The summer of 1984 we arrived to stay, and one special family in my new parish had three adorable little children, ages four, six and eight. First generation Greek, the children’s grandfather was a beloved friend and great encourager to me all our years together until I officiated his funeral. The children’s mother used to bake special Communion bread for the parish at Easter and Christmas, magnificent, enormous loaves with Greek symbols and studded with cherries. Holding the bread up under the sanctuary lights for the Fraction in the Eucharist was always an elegant affair, and as parish children would come to the Altar rail they would ask eagerly, “Father Tom, may I have a cherry?” Powerful, happy, loving memories.
As those three special children grew up they were always present at worship and parish events, and served faithfully as acolytes, and I loved them dearly. By the time we retired and left Apalachicola in 1998, they were fairly well grown.

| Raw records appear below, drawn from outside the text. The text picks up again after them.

use thiserror::Error;

use crate::grammar::{GrammarTable, NonTerminalRef, ProductionId, TerminalRef, END_MARKER};

/// A wrapper type for annotating a state.
#[derive(Debug, Hash, Clone, Copy, PartialEq, Eq, PartialOrd, Ord)]
pub struct StateId(usize);

impl StateId {
    /// Instantiates a new [StateId] from a reference id.
    ///
    /// # Safety
    ///
    /// Caller guarantees that the id usize corresponds to a valid state in
    /// the parse table.
    pub fn unchecked_new(id: usize) -> Self {
        StateId(id)
    }

    pub fn as_usize(&self) -> usize {
        self.0
    }
}

impl From<StateId> for usize {
    fn from(value: StateId) -> Self {
        value.as_usize()
    }
}

impl std::fmt::Display for StateId {
    fn fmt(&self, f: &mut std::fmt::Formatter<'_>) -> std::fmt::Result {
        write!(f, "{}", self.0)
    }
}

/// Represents one of 5 valid cells of the parse table.
#[derive(Debug, Clone, Copy, PartialEq, Eq, Default)]
pub enum Action {
    /// Consume the input token and push the next state.
    Shift(StateId),
    /// Reduce the production's body on the stack to its head.
    Reduce(ProductionId),
    /// The state to enter after reducing to a nonterminal.
    Goto(StateId),
    /// The goal state has been reached and a parse can be accepted.
    Accept,
    /// No valid action. The parse rejects.
    #[default]
    Error,
}

impl std::fmt::Display for Action {
    fn fmt(&self, f: &mut std::fmt::Formatter<'_>) -> std::fmt::Result {
        match self {
            Action::Shift(state) => write!(f, "d{}", state),
            Action::Reduce(production) => write!(f, "r{}", production),
            Action::Goto(state) => write!(f, "{}", state),
            Action::Accept => write!(f, "acc"),
            Action::Error => write!(f, "x"),
        }
    }
}

impl std::str::FromStr for Action {
    type Err = TableLoadError;

    fn from_str(s: &str) -> Result<Self, Self::Err> {
        let invalid_cell = || {
            TableLoadError::new(TableLoadErrorKind::InvalidCell).with_data(format!("`{}`", s))
        };
        let parse_id = |digits: &str| {
            // a bare `+` would otherwise be accepted by usize::from_str.
            if digits.is_empty() || !digits.bytes().all(|b| b.is_ascii_digit()) {
                return Err(invalid_cell());
            }
            digits.parse::<usize>().map_err(|_| invalid_cell())
        };

        match s {
            "acc" => Ok(Action::Accept),
            "x" => Ok(Action::Error),
            _ => {
                if let Some(state) = s.strip_prefix('d') {
                    parse_id(state).map(|id| Action::Shift(StateId::unchecked_new(id)))
                } else if let Some(production) = s.strip_prefix('r') {
                    parse_id(production).map(|id| Action::Reduce(ProductionId::unchecked_new(id)))
                } else {
                    parse_id(s).map(|id| Action::Goto(StateId::unchecked_new(id)))
                }
            }
        }
    }
}

/// A column of the parse table. Columns are laid out as every terminal in
/// declaration order, then the end marker, then every nonterminal in
/// declaration order.
#[derive(Debug, Hash, Clone, Copy, PartialEq, Eq)]
pub enum Column {
    Terminal(TerminalRef),
    Eof,
    NonTerminal(NonTerminalRef),
}

impl Column {
    pub fn human_readable_format(&self, grammar_table: &GrammarTable) -> String {
        match self {
            Column::Terminal(t) => grammar_table
                .terminal(*t)
                .map(|t| t.to_string())
                .unwrap_or_else(|| t.to_string()),
            Column::Eof => END_MARKER.to_string(),
            Column::NonTerminal(nt) => grammar_table
                .non_terminal(*nt)
                .map(|nt| nt.to_string())
                .unwrap_or_else(|| nt.to_string()),
        }
    }
}

#[derive(Debug, Clone, PartialEq, Eq)]
pub struct LrTable {
    terminals: usize,
    non_terminals: usize,
    rows: Vec<Vec<Action>>,
}

impl LrTable {
    /// Creates a table of `states` rows where every cell is
    /// [Action::Error].
    pub(crate) fn new(states: usize, terminals: usize, non_terminals: usize) -> Self {
        let width = terminals + 1 + non_terminals;

        Self {
            terminals,
            non_terminals,
            rows: vec![vec![Action::default(); width]; states],
        }
    }

    pub fn states(&self) -> usize {
        self.rows.len()
    }

    fn width(&self) -> usize {
        self.terminals + 1 + self.non_terminals
    }

    /// All columns in layout order.
    pub fn columns(&self) -> impl Iterator<Item = Column> {
        let terminals = (0..self.terminals).map(|t| Column::Terminal(TerminalRef::new(t)));
        let non_terminals =
            (0..self.non_terminals).map(|nt| Column::NonTerminal(NonTerminalRef::new(nt)));

        terminals.chain(std::iter::once(Column::Eof)).chain(non_terminals)
    }

    fn column_idx(&self, column: Column) -> Option<usize> {
        match column {
            Column::Terminal(t) if t.as_usize() < self.terminals => Some(t.as_usize()),
            Column::Eof => Some(self.terminals),
            Column::NonTerminal(nt) if nt.as_usize() < self.non_terminals => {
                Some(self.terminals + 1 + nt.as_usize())
            }
            _ => None,
        }
    }

    /// Looks up a cell, treating any cell outside the table as
    /// [Action::Error].
    pub fn action(&self, state: StateId, column: Column) -> Action {
        self.column_idx(column)
            .and_then(|col| self.rows.get(state.as_usize())?.get(col).copied())
            .unwrap_or_default()
    }

    /// Writes a cell, returning the action it replaced.
    pub(crate) fn set_action_mut(
        &mut self,
        state: StateId,
        column: Column,
        action: Action,
    ) -> Option<Action> {
        let col = self.column_idx(column)?;
        let cell = self.rows.get_mut(state.as_usize())?.get_mut(col)?;

        Some(std::mem::replace(cell, action))
    }

    /// Outputs a human-readable representation of the parse table.
    pub fn human_readable_format(&self, grammar_table: &GrammarTable) -> String {
        const ERROR_STR: &str = " ";

        let left_side_padding = 8;
        let row_header = self
            .columns()
            .map(|column| format!("{: >8}", column.human_readable_format(grammar_table)))
            .collect::<String>();
        let table_width_without_left_side_padding = row_header.chars().count();

        let first_row = format!("{}{}", " ".repeat(left_side_padding), &row_header);
        let table_padding = format!(
            "{}{}",
            " ".repeat(left_side_padding),
            "-".repeat(table_width_without_left_side_padding)
        );

        let rows = self.rows.iter().enumerate().map(|(state, row)| {
            let cells = row
                .iter()
                .map(|action| match action {
                    Action::Error => format!("{: >8}", ERROR_STR),
                    Action::Accept => format!("{: >8}", "accept"),
                    Action::Shift(id) => format!("{: >8}", format!("s{}", id)),
                    other => format!("{: >8}", other.to_string()),
                })
                .collect::<String>();

            format!("{: >6} |{}", state, cells)
        });

        [first_row, table_padding]
            .into_iter()
            .chain(rows)
            .collect::<Vec<_>>()
            .join("\n")
    }
}

/// Writes the table as a whitespace separated matrix, one line per state, in
/// the column layout of `grammar_table`.
pub fn serialize(table: &LrTable, grammar_table: &GrammarTable) -> String {
    let terminals = grammar_table.terminal_refs().map(Column::Terminal);
    let non_terminals = grammar_table.non_terminal_refs().map(Column::NonTerminal);
    let columns = terminals
        .chain(std::iter::once(Column::Eof))
        .chain(non_terminals)
        .collect::<Vec<_>>();

    (0..table.states())
        .map(StateId::unchecked_new)
        .map(|state| {
            let cells = columns
                .iter()
                .map(|&column| table.action(state, column).to_string())
                .collect::<Vec<_>>();

            format!("{}\n", cells.join(" "))
        })
        .collect()
}

/// Reads a matrix written by [serialize] back into a table for
/// `grammar_table`. Every cell is validated against the grammar and the
/// number of rows.
pub fn deserialize<S: AsRef<str>>(
    input: S,
    grammar_table: &GrammarTable,
) -> Result<LrTable, TableLoadError> {
    let rows = input
        .as_ref()
        .lines()
        .enumerate()
        .map(|(lineno, line)| (lineno + 1, line.trim()))
        .filter(|(_, line)| !line.is_empty())
        .collect::<Vec<_>>();

    if rows.is_empty() {
        return Err(TableLoadError::new(TableLoadErrorKind::Empty));
    }

    let mut table = LrTable::new(
        rows.len(),
        grammar_table.terminal_count(),
        grammar_table.non_terminal_count(),
    );
    let states = table.states();
    let width = table.width();
    let columns = table.columns().collect::<Vec<_>>();

    for (state, (lineno, line)) in rows.into_iter().enumerate() {
        let cells = line.split_whitespace().collect::<Vec<_>>();
        if cells.len() != width {
            return Err(
                TableLoadError::new(TableLoadErrorKind::IncompleteRow).with_data(format!(
                    "lineno {}: expected {} cells, found {}",
                    lineno,
                    width,
                    cells.len()
                )),
            );
        }

        for (&column, cell) in columns.iter().zip(cells) {
            let action = cell
                .parse::<Action>()
                .and_then(|action| validate_cell(action, column, states, grammar_table))
                .map_err(|e| e.at_line(lineno))?;

            table.set_action_mut(StateId::unchecked_new(state), column, action);
        }
    }

    log::debug!("loaded table with {} states", table.states());
    Ok(table)
}

fn validate_cell(
    action: Action,
    column: Column,
    states: usize,
    grammar_table: &GrammarTable,
) -> Result<Action, TableLoadError> {
    let on_non_terminal = matches!(column, Column::NonTerminal(_));
    let valid = match action {
        Action::Shift(state) => !on_non_terminal && state.as_usize() < states,
        Action::Goto(state) => on_non_terminal && state.as_usize() < states,
        Action::Reduce(id) => {
            !on_non_terminal && (1..=grammar_table.production_count()).contains(&id.as_usize())
        }
        Action::Accept => column == Column::Eof,
        Action::Error => true,
    };

    if valid {
        Ok(action)
    } else {
        Err(TableLoadError::new(TableLoadErrorKind::InvalidCell)
            .with_data(format!("`{}` in column {:?}", action, column)))
    }
}

#[derive(Debug, Clone, Copy, PartialEq, Eq, Error)]
pub enum TableLoadErrorKind {
    #[error("table is empty")]
    Empty,
    #[error("row does not match the grammar's column count")]
    IncompleteRow,
    #[error("invalid table cell")]
    InvalidCell,
}

#[derive(Debug, Clone, PartialEq, Eq)]
pub struct TableLoadError {
    kind: TableLoadErrorKind,
    data: Option<String>,
}

impl TableLoadError {
    pub fn new(kind: TableLoadErrorKind) -> Self {
        Self { kind, data: None }
    }

    pub fn with_data_mut(&mut self, data: String) {
        self.data = Some(data)
    }

    pub fn with_data(mut self, data: String) -> Self {
        self.with_data_mut(data);
        self
    }

    pub fn kind(&self) -> TableLoadErrorKind {
        self.kind
    }

    fn at_line(self, lineno: usize) -> Self {
        let data = match self.data {
            Some(data) => format!("lineno {}: {}", lineno, data),
            None => format!("lineno {}", lineno),
        };

        TableLoadError::new(self.kind).with_data(data)
    }
}

impl std::fmt::Display for TableLoadError {
    fn fmt(&self, f: &mut std::fmt::Formatter<'_>) -> std::fmt::Result {
        match &self.data {
            Some(ctx) => write!(f, "{}: {}", &self.kind, ctx),
            None => write!(f, "{}", &self.kind),
        }
    }
}

impl std::error::Error for TableLoadError {}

Last year an email arrived from Jacob, the middle child, “Greetings from one of your former acolytes,” asking me to officiate his wedding, in Hot Springs, Arkansas in April 2012. Linda and I accepted with joy, and were there for the festivities this past weekend, driving out and back, our first time in Arkansas. Now 34, Jacob is a scientist with NASA, Houston, marrying Elizabeth from Hot Springs who is with NASA too. It was a wonderful reunion and the festivities were marvelous, including a Greek circle dance at the reception.
The service was at First United Methodist Church, Hot Springs, because when they visited the Episcopal church to ask about being married there, the rector said, “Absolutely not. I will not have my church turned into a wedding chapel.” They were stunned and terribly hurt. My sadness was great at hearing of this unkindness, but it was months ago now, and the Methodists were overwhelmingly welcoming and gracious, and we had a lovely wedding.
During the Easter season we are hearing from First John, in which John the writer tells us “God is love.” God is where love is, and God is precisely not where love is not. A Communion song from Taize that we have sung recently is "Ubi caritas et amor, Deus ibi est,"Where charity and love are, God is there." It’s now but a passing sadness to me, and without condemnation, to have seen that God was not at the Episcopal parish in Hot Springs -- the rector's retort and phrase "my church" telling far, far more than he likely realized -- but my sadness passing because of the great joy this past weekend of finding God abiding so evident at First United Methodist, Hot Springs: surely the presence of the Lord is in this place, a church of agape' and chesed, where I have personally known the presence of God.